- **TASK REQUIREMENTS**:
Scan the material below and copy every line holding the word "published".

- **LISTED ENTRIES**:

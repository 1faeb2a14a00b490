//! Cyber observables with their indicators and reports

use serde::Deserialize;

use super::{present, NOT_AVAILABLE};
use crate::graphql::Connection;

/// `data` of the GetObservable query
#[derive(Debug, Clone, Default, Deserialize)]
pub struct ObservableData {
    #[serde(rename = "stixCyberObservables")]
    pub observables: Option<Connection<Observable>>,
}

impl ObservableData {
    /// First match only. The server's ordering decides which one that is.
    pub fn into_first(self) -> Option<Observable> {
        self.observables.and_then(|conn| conn.into_nodes().into_iter().next())
    }
}

#[derive(Debug, Clone, Deserialize)]
pub struct Observable {
    pub id: String,
    pub entity_type: String,
    pub observable_value: Option<String>,

    #[serde(rename = "x_opencti_score")]
    pub score: Option<i64>,

    #[serde(rename = "x_opencti_description")]
    pub description: Option<String>,

    pub created_at: Option<String>,

    pub indicators: Option<Connection<Indicator>>,
    pub reports: Option<Connection<Report>>,
}

#[derive(Debug, Clone, Deserialize)]
pub struct Indicator {
    pub name: Option<String>,
    pub pattern: Option<String>,
}

#[derive(Debug, Clone, Deserialize)]
pub struct Report {
    pub name: Option<String>,
    pub published: Option<String>,
}

impl Report {
    /// `<name> (<published>)`
    pub fn citation(&self) -> String {
        format!(
            "{} ({})",
            present(&self.name).unwrap_or(NOT_AVAILABLE),
            present(&self.published).unwrap_or(NOT_AVAILABLE)
        )
    }
}

impl Observable {
    pub fn value(&self) -> &str {
        present(&self.observable_value).unwrap_or(NOT_AVAILABLE)
    }

    pub fn score_text(&self) -> String {
        self.score.map(|s| s.to_string()).unwrap_or_else(|| NOT_AVAILABLE.to_string())
    }

    pub fn description_text(&self) -> &str {
        present(&self.description).unwrap_or(NOT_AVAILABLE)
    }

    pub fn indicator_names(&self) -> Vec<&str> {
        self.indicators
            .iter()
            .flat_map(|conn| conn.nodes())
            .map(|i| present(&i.name).unwrap_or(NOT_AVAILABLE))
            .collect()
    }

    pub fn report_citations(&self) -> Vec<String> {
        self.reports.iter().flat_map(|conn| conn.nodes()).map(Report::citation).collect()
    }
}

- **ANSWER SECTION**:
    pub published: Option<String>,
    /// `<name> (<published>)`
            present(&self.published).unwrap_or(NOT_AVAILABLE)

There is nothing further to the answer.